If the urge to play a video game strikes, Carter can always fire up one of the thousands of games for the 70 game systems available on Computer and Video Game Archive. CVGA reopened in late August in its new home on the fourth floor of the Shapiro Library after a three-month move from the basement of the Duderstadt Library to North Campus.

Carter said the decision was driven in part by feedback from an evaluation report that indicated the majority of CVGA’s use and potential use was in LSA. Preserving old video game consoles is important, he said, to understanding the history of our culture.

While many online archives focus on emulating game systems, CVGA is more focused on preserving original games and consoles.

“Playing an emulated Nintendo game on your computer keyboard isn’t the same as playing it on a real Nintendo with that little square controller on a 1982 CRT TV, which is an experience we can give to people,” he said.

Questions and answers

What memorable workplace moment stands out?

So many, but likely one of many CVGA class sessions where students were tasked with playing games on systems they had never played before.

What can’t you live without?

Well, food, water and shelter of course; but for the purposes of this Q&A, I’ll say ice cream. And the comics.

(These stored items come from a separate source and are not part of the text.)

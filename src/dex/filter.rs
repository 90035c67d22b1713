use serde::{Deserialize, Serialize};

use crate::data::record::Record;

/// Independent search predicates over the catalog. `None` (or an empty
/// search string) means "no constraint"; active predicates are ANDed.
#[derive(Debug, Clone, Default, PartialEq, Eq, Serialize, Deserialize)]
pub struct FilterCriteria {
    /// Case-insensitive substring of the name, or substring of the id.
    pub text: String,
    /// Generation number the record must belong to.
    pub region: Option<u8>,
    /// Type tag the record must carry (case-insensitive).
    pub type_tag: Option<String>,
    /// Minimum base-stat total.
    pub min_bst: Option<u32>,
    /// Egg group the record must belong to (exact tag).
    pub egg_group: Option<String>,
}

impl FilterCriteria {
    pub fn new() -> Self {
        Self::default()
    }

    pub fn with_text(mut self, text: impl Into<String>) -> Self {
        self.text = text.into();
        self
    }

    pub fn with_region(mut self, generation: u8) -> Self {
        self.region = Some(generation);
        self
    }

    pub fn with_type(mut self, tag: impl Into<String>) -> Self {
        self.type_tag = Some(tag.into());
        self
    }

    pub fn with_min_bst(mut self, min_bst: u32) -> Self {
        self.min_bst = Some(min_bst);
        self
    }

    pub fn with_egg_group(mut self, group: impl Into<String>) -> Self {
        self.egg_group = Some(group.into());
        self
    }

    /// Whether every criterion is at its "no constraint" value.
    pub fn is_unset(&self) -> bool {
        *self == FilterCriteria::default()
    }

    /// Back to "no constraint" on every criterion.
    pub fn reset(&mut self) {
        *self = FilterCriteria::default();
    }

    fn matches_text(&self, record: &Record) -> bool {
        if self.text.is_empty() {
            return true;
        }
        record
            .name
            .to_lowercase()
            .contains(&self.text.to_lowercase())
            || record.id.to_string().contains(&self.text)
    }

    fn matches_region(&self, record: &Record) -> bool {
        self.region.map_or(true, |g| record.generation == g)
    }

    fn matches_type(&self, record: &Record) -> bool {
        self.type_tag
            .as_deref()
            .map_or(true, |tag| record.has_type(tag))
    }

    fn matches_bst(&self, record: &Record) -> bool {
        // A zero total means the record has no usable stats, which fails
        // any active threshold.
        self.min_bst
            .map_or(true, |min| record.bst > 0 && record.bst >= min)
    }

    fn matches_egg_group(&self, record: &Record) -> bool {
        self.egg_group
            .as_deref()
            .map_or(true, |group| record.egg_groups.iter().any(|g| g == group))
    }

    /// Whether a record satisfies every active predicate.
    pub fn matches(&self, record: &Record) -> bool {
        self.matches_text(record)
            && self.matches_region(record)
            && self.matches_type(record)
            && self.matches_bst(record)
            && self.matches_egg_group(record)
    }
}

/// The records satisfying `criteria`, ascending by id.
pub fn filter<'a>(records: &'a [Record], criteria: &FilterCriteria) -> Vec<&'a Record> {
    let mut visible: Vec<&Record> = records.iter().filter(|r| criteria.matches(r)).collect();
    visible.sort_by_key(|r| r.id);
    visible
}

Name your favorite place on campus.

I like the engineering fountain and reflecting pool on north campus.

What inspires you?

Help people find information. Show them an information tool that they didn’t know existed and that makes their university life easier. We librarians live for it!

What are you currently reading?

“Game Wizards: The Epic Battle for Dungeons & Dragons” by Jon Peterson and “The Invisible Life of Addie LaRue” by VE Schwab

Who has had the greatest influence on your career path?

Probably Jim Ottaviani and Joe Janes, who both showed me non-traditional paths to libraries and mentored me early in my career.